Da qui Manzoni elencherà una lunga sequenza di grida, di bandi, di leggi emanate con fervore per stroncare il triste fenomeno criminale dei bravi. Tra le righe serpeggia una sottilissima ed acidissima ironia: gli sforzi delle autorità sono risultati vani perché questi fuorilegge continuano ancora a prosperare. Le grida presenterebbero uno Stato vivo, delle istituzioni che agiscono ma, in realtà, è solo la superficie, in profondità la faccenda è ben diversa.
Una realtà così simile alla nostra: lo Stato cerca di intervenire, di mostrarsi presente, di prodigarsi per i cittadini ma, alla fin fine, gli sforzi risultano inefficienti; le leggi, i bandi, le grida rimangono carta ed inchiostro. È uno Stato soffocato da una sempre più ingombrante macchina burocratica e da funzionari – sempre tanti, sempre troppi - poco interessati alla salvaguardia del bene comune.
Sì, anche l’Italia di
Alessandro Manzoni era vittima di cavilli burocratici, di iter noiosi da
seguire per arrivare ad un minimo di risultato.
«Sapete voi quanti siano gl’impedimenti dirimenti?»
«Che vuol ch’io sappia d’impedimenti?»
«Error, conditio, votum, cognatio, crimen,
cultus disparitas, vis, ordo, ligamen, honestas,
si sis affinis, …» cominciava don Abbondio, contando sulla punta delle dita.
«Si piglia gioco di me?» interruppe il giovine. «Che vuol ch’io faccia del suo latinorum?»

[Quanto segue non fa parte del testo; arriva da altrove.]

impl PagePass<'_, '_> {
    /// Draw the replacement for one target, trying each candidate font in
    /// turn. Returns diagnostics for the font that worked.
    fn render(&mut self, target: &Target) -> Option<Diagnostics> {
        let Target { region, style } = target;
        let text = compose_text(&match_replacement_case(
            &region.original_text,
            &region.replacement_text,
        ));
        if text.trim().is_empty() {
            return None;
        }

        let font_name = style.font_name.as_deref().unwrap_or("");
        let (name_bold, name_italic) = infer_bold_italic(font_name);
        let bold = style.bold || name_bold;
        let italic = style.italic || name_italic;
        let request = FontRequest {
            font_name,
            bold,
            italic,
            original_text: &region.original_text,
            replacement_text: &text,
            forced: self.forced,
        };
        let job = FitJob {
            rect: region.rect,
            original_text: &region.original_text,
            text: &text,
            size: style
                .font_size
                .filter(|s| *s > 0.0)
                .unwrap_or_else(|| estimate_font_size(&region.rect)),
            color: style.color.unwrap_or_else(Color::black),
        };

        let candidates = self.resolver.candidates(self.pdf.document(), &request);
        for choice in candidates {
            match self.try_insert(&job, &choice) {
                Ok(layout) => {
                    debug!(
                        page = self.index + 1,
                        font = %choice.label(),
                        source = %choice.source(),
                        size = layout.size,
                        distributed = layout.distributed,
                        "replacement drawn"
                    );
                    return Some(Diagnostics {
                        detected_font: font_name.to_string(),
                        detected_bold: bold,
                        detected_italic: italic,
                        used_source: choice.source(),
                        used_font: choice.label(),
                    });
                }
                Err(e) => {
                    debug!(font = %choice.label(), error = %e, "font failed, trying next");
                }
            }
        }
        warn!(
            page = self.index + 1,
            original = %region.original_text,
            "no font could render the replacement, match left blank"
        );
        None
    }

    fn try_insert(&mut self, job: &FitJob<'_>, choice: &FontChoice) -> Result<Layout, PdfError> {
        insert_with(
            self.pdf,
            self.embedder,
            self.resolver.metrics(),
            self.index,
            self.geometry,
            job,
            choice,
        )
    }
}

#[cfg(test)]
mod tests {
    use super::*;
    use crate::test_support::{Line, build_pdf, text_pdf};

    fn config() -> EngineConfig {
        EngineConfig::isolated(Vec::new())
    }

    fn page_text(bytes: &[u8], index: usize) -> String {
        Pdf::open(bytes).unwrap().page(index).unwrap().extract_text()
    }

    #[test]
    fn scope_parsing() {
        assert_eq!(Scope::parse("ALL", None, None).unwrap(), Scope::All);
        assert_eq!(Scope::parse("", None, None).unwrap(), Scope::All);
        assert!(matches!(
            Scope::parse("range", Some(1), Some(2)).unwrap(),
            Scope::Range { .. }
        ));
        let err = Scope::parse("some", None, None).unwrap_err();
        assert_eq!(err.to_string(), "scope must be 'all' or 'range'");
    }

    #[test]
    fn range_bounds() {
        let range = |from, to| Scope::Range {
            from_page: from,
            to_page: to,
        };
        assert_eq!(Scope::All.page_range(3).unwrap(), 0..3);
        assert_eq!(range(Some(2), Some(3)).page_range(3).unwrap(), 1..3);
        let msg = |s: Scope| s.page_range(3).unwrap_err().to_string();
        assert_eq!(
            msg(range(None, Some(2))),
            "fromPage and toPage are required when scope='range'"
        );
        assert_eq!(msg(range(Some(0), Some(2))), "fromPage must be between 1 and 3");
        assert_eq!(msg(range(Some(1), Some(4))), "toPage must be between 1 and 3");
        assert_eq!(msg(range(Some(3), Some(2))), "toPage must be >= fromPage");
    }

    #[test]
    fn find_text_required_before_opening() {
        let err = replace_text(b"not a pdf", &ReplaceRequest::new("  ", "x"), &config())
            .unwrap_err();
        assert_eq!(err.to_string(), "findText is required");

        let err = replace_text(b"not a pdf", &ReplaceRequest::new("a", "b"), &config())
            .unwrap_err();
        assert!(matches!(err, PdfError::InvalidInput(_)));
    }

    #[test]
    fn upload_limits_are_checked() {
        let bytes = text_pdf(&["Hello"]);
        let request = ReplaceRequest::new("Hello", "Bye")
            .with_uploaded_font(UploadedFont::new("notes.txt", vec![1, 2, 3]));
        let err = replace_text(&bytes, &request, &config()).unwrap_err();
        assert_eq!(err.to_string(), "font file notes.txt must be .ttf or .otf");
    }

    #[test]
    fn replaces_word_with_builtin_font() {
        let bytes = text_pdf(&["Hello World"]);
        let summary =
            replace_text(&bytes, &ReplaceRequest::new("world", "there"), &config()).unwrap();
        assert_eq!(summary.replacements, 1);

        let text = page_text(&summary.bytes, 0);
        assert!(text.contains("There"), "got {text:?}");
        assert!(!text.contains("World"));
        assert!(text.starts_with("Hello"));

        let diag = summary.diagnostics.unwrap();
        assert_eq!(diag.detected_font, "Helvetica");
        assert!(!diag.detected_bold && !diag.detected_italic);
        assert_eq!(diag.used_source, FontSource::Builtin);
        assert_eq!(diag.used_font, "Helvetica");
    }

    #[test]
    fn bold_name_picks_bold_face() {
        let bytes = build_pdf(
            "Times-Bold",
            None,
            &[vec![Line::at("Invoice Total", 72.0, 700.0, 14.0)]],
        );
        let summary =
            replace_text(&bytes, &ReplaceRequest::new("Invoice", "Receipt"), &config()).unwrap();
        let diag = summary.diagnostics.unwrap();
        assert!(diag.detected_bold);
        assert_eq!(diag.used_font, "Times-Bold");
    }

    #[test]
    fn keeps_fill_colour() {
        let bytes = build_pdf(
            "Helvetica",
            Some([1.0, 0.0, 0.0]),
            &[vec![Line::at("Price: cheap", 72.0, 700.0, 12.0)]],
        );
        let summary =
            replace_text(&bytes, &ReplaceRequest::new("cheap", "dear"), &config()).unwrap();
        let pdf = Pdf::open(&summary.bytes).unwrap();
        let page = pdf.page(0).unwrap();
        assert!(page.extract_text().contains("dear"));
        assert!(
            page.chars()
                .iter()
                .filter(|c| !c.is_blank())
                .all(|c| c.color == Color::new(1.0, 0.0, 0.0))
        );
    }

    #[test]
    fn range_scope_limits_pages() {
        let bytes = text_pdf(&["name one", "name two", "name three"]);
        let request = ReplaceRequest::new("name", "label").with_scope(Scope::Range {
            from_page: Some(2),
            to_page: Some(2),
        });
        let summary = replace_text(&bytes, &request, &config()).unwrap();
        assert_eq!(summary.replacements, 1);
        assert!(page_text(&summary.bytes, 0).contains("name"));
        assert!(page_text(&summary.bytes, 1).contains("label"));
        assert!(page_text(&summary.bytes, 2).contains("name"));
    }

    #[test]
    fn empty_replacement_erases() {
        let bytes = text_pdf(&["keep drop"]);
        let summary = replace_text(&bytes, &ReplaceRequest::new("drop", ""), &config()).unwrap();
        assert_eq!(summary.replacements, 1);
        assert!(summary.diagnostics.is_none());
        assert_eq!(page_text(&summary.bytes, 0).trim(), "keep");
    }

    #[test]
    fn no_match_returns_zero() {
        let bytes = text_pdf(&["nothing to see"]);
        let summary =
            replace_text(&bytes, &ReplaceRequest::new("absent", "x"), &config()).unwrap();
        assert_eq!(summary.replacements, 0);
        assert!(summary.diagnostics.is_none());
        assert!(Pdf::open(&summary.bytes).is_ok());
    }

    #[cfg(feature = "serde")]
    #[test]
    fn diagnostics_serialize_camel_case() {
        let diag = Diagnostics {
            detected_font: "Arial-BoldMT".to_string(),
            detected_bold: true,
            detected_italic: false,
            used_source: FontSource::CustomBundled,
            used_font: "Arial Bold.ttf".to_string(),
        };
        let json = serde_json::to_value(&diag).unwrap();
        assert_eq!(json["detectedFont"], "Arial-BoldMT");
        assert_eq!(json["detectedBold"], true);
        assert_eq!(json["usedSource"], "custom-bundled");
        assert_eq!(json["usedFont"], "Arial Bold.ttf");
    }

    #[test]
    fn forced_family_overrides_detected() {
        let bytes = text_pdf(&["Hello World"]);
        let request = ReplaceRequest::new("World", "Earth").with_font_choice("mono");
        let summary = replace_text(&bytes, &request, &config()).unwrap();
        let diag = summary.diagnostics.unwrap();
        assert_eq!(diag.used_source, FontSource::Builtin);
        assert_eq!(diag.used_font, "Courier");
    }
}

Lo Stato ha un linguaggio tutto suo: il latinorum per Renzo, il burocratese per noi contemporanei. Una lingua questa ancora oggi più viva che mai e che aumenta la distanza tra le istituzioni ed il cittadino comune che non è certo avvezzo a masticare termini desueti e che facilmente si perde tra quegli infiniti periodi ricchi di subordinate!
«All’avvocato bisogna raccontar le cose chiare: a noi tocca poi a imbrogliarle.»

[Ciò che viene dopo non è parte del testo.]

//! Benchmarks for the extraction and replacement pipeline on generated
//! documents:
//! - Simple: 1 page, one paragraph
//! - Medium: 10 pages, several paragraphs per page

use criterion::{Criterion, black_box, criterion_group, criterion_main};
use lopdf::content::{Content, Operation};
use lopdf::{Document, Object, Stream, dictionary};
use pdfreplace::{EngineConfig, Pdf, ReplaceRequest, replace_text};

const PARAGRAPH: [&str; 4] = [
    "Invoice number 2024-118 issued to Jane Doe",
    "Payment is due within thirty days of receipt",
    "Contact billing for questions about this invoice",
    "Thank you for your business, Jane Doe",
];

/// `pages` US Letter pages, each with `paragraphs` copies of [`PARAGRAPH`]
/// in Helvetica 11pt.
fn build_pdf(pages: usize, paragraphs: usize) -> Vec<u8> {
    let mut doc = Document::with_version("1.5");
    let pages_id = doc.new_object_id();
    let font_id = doc.add_object(dictionary! {
        "Type" => "Font",
        "Subtype" => "Type1",
        "BaseFont" => "Helvetica",
        "Encoding" => "WinAnsiEncoding",
    });

    let mut kids: Vec<Object> = Vec::with_capacity(pages);
    for _ in 0..pages {
        let mut ops = vec![
            Operation::new("BT", vec![]),
            Operation::new("Tf", vec!["F1".into(), 11.into()]),
            Operation::new("TL", vec![14.into()]),
            Operation::new("Td", vec![72.into(), 740.into()]),
        ];
        for _ in 0..paragraphs {
            for line in PARAGRAPH {
                ops.push(Operation::new("Tj", vec![Object::string_literal(line)]));
                ops.push(Operation::new("T*", vec![]));
            }
            ops.push(Operation::new("T*", vec![]));
        }
        ops.push(Operation::new("ET", vec![]));
        let content = Content { operations: ops }.encode().expect("encode content");
        let content_id = doc.add_object(Stream::new(dictionary! {}, content));
        let page_id = doc.add_object(dictionary! {
            "Type" => "Page",
            "Parent" => pages_id,
            "Contents" => content_id,
            "Resources" => dictionary! { "Font" => dictionary! { "F1" => font_id } },
            "MediaBox" => vec![0.into(), 0.into(), 612.into(), 792.into()],
        });
        kids.push(page_id.into());
    }

    let count = kids.len() as i64;
    doc.objects.insert(
        pages_id,
        Object::Dictionary(dictionary! { "Type" => "Pages", "Kids" => kids, "Count" => count }),
    );
    let catalog_id = doc.add_object(dictionary! { "Type" => "Catalog", "Pages" => pages_id });
    doc.trailer.set("Root", catalog_id);

    let mut out = Vec::new();
    doc.save_to(&mut out).expect("save PDF");
    out
}

fn bench_page_extraction(c: &mut Criterion) {
    let simple = build_pdf(1, 1);
    let medium = build_pdf(10, 8);

    let mut group = c.benchmark_group("page_extraction");
    group.bench_function("simple_1page", |b| {
        b.iter(|| {
            let pdf = Pdf::open(black_box(&simple)).unwrap();
            let page = pdf.page(0).unwrap();
            black_box(page.words().len());
        });
    });
    group.bench_function("medium_10page", |b| {
        b.iter(|| {
            let pdf = Pdf::open(black_box(&medium)).unwrap();
            for page in pdf.pages_iter() {
                black_box(page.unwrap().text_runs().len());
            }
        });
    });
    group.finish();
}

fn bench_replace(c: &mut Criterion) {
    let simple = build_pdf(1, 1);
    let medium = build_pdf(10, 8);
    let config = EngineConfig::isolated(Vec::new());

    let mut group = c.benchmark_group("replace");
    let request = ReplaceRequest::new("Jane Doe", "John Smith");
    group.bench_function("simple_1page", |b| {
        b.iter(|| replace_text(black_box(&simple), &request, &config).unwrap());
    });
    group.bench_function("medium_10page", |b| {
        b.iter(|| replace_text(black_box(&medium), &request, &config).unwrap());
    });
    let partial = ReplaceRequest::new("invoic", "receipt");
    group.bench_function("word_expansion_10page", |b| {
        b.iter(|| replace_text(black_box(&medium), &partial, &config).unwrap());
    });
    group.finish();
}

criterion_group!(benches, bench_page_extraction, bench_replace);
criterion_main!(benches);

Lo Stato ha un linguaggio tutto suo, ambiguo e spesso incomprensibile: questo è il punto di forza degli avvocati del calibro di Azzecca-garbugli che sanno come gestire questa ambiguità a proprio vantaggio. Le leggi anche oggi sono interpretabili: ognuno le affibbia il significato che più ritiene opportuno. L’Italia del Seicento, nonostante le numerosissime leggi, versava in uno stato di terribile anarchia; lo stesso vale anche ai giorni nostri.
Lo Stato inoltre sovente temporeggia, prende tempo, non è presto nel prendere provvedimenti: come nel caso della peste – i capitoli XXXI e XXXII suonano profetici se letti di questi tempi!
Abbiam già veduto come, al primo annunzio della peste, andasse freddo nell’operare, anzi nell’informarsi: ecco ora un altro fatto di lentezza non men portentosa, se però non era forzata, per ostacoli frapposti da magistrati superiori. Quella grida per le bullette, risoluta il 30 d’ottobre, non fu stesa che il dì 23 del mese seguente, non fu pubblicata che il 29. La peste era già entrata in Milano.
Quando si risveglia dal «profondo sonno» allora diventa più risoluto: ma è troppo tardi e, soprattutto, i suoi provvedimenti risultano inefficaci perché dettati dalla fretta e dalla disperazione causati dal tempo perduto. Ed ecco, allora, che, prontamente, scarica ad altri le responsabilità; come nel caso della gestione del caotico lazzaretto data ai cappuccini e a padre Felice Casati.
Certo, una tale dittatura era uno strano ripiego; strano come la calamità, come i tempi; e quando non ne sapessimo altro, basterebbe per argomento, anzi per saggio d’una società molto rozza e mal regolata, il veder che quelli a cui toccava un così importante governo, non sapesser più farne altro che cederlo, né trovassero a chi cederlo, che uomini, per istituto, il più alieni da ciò.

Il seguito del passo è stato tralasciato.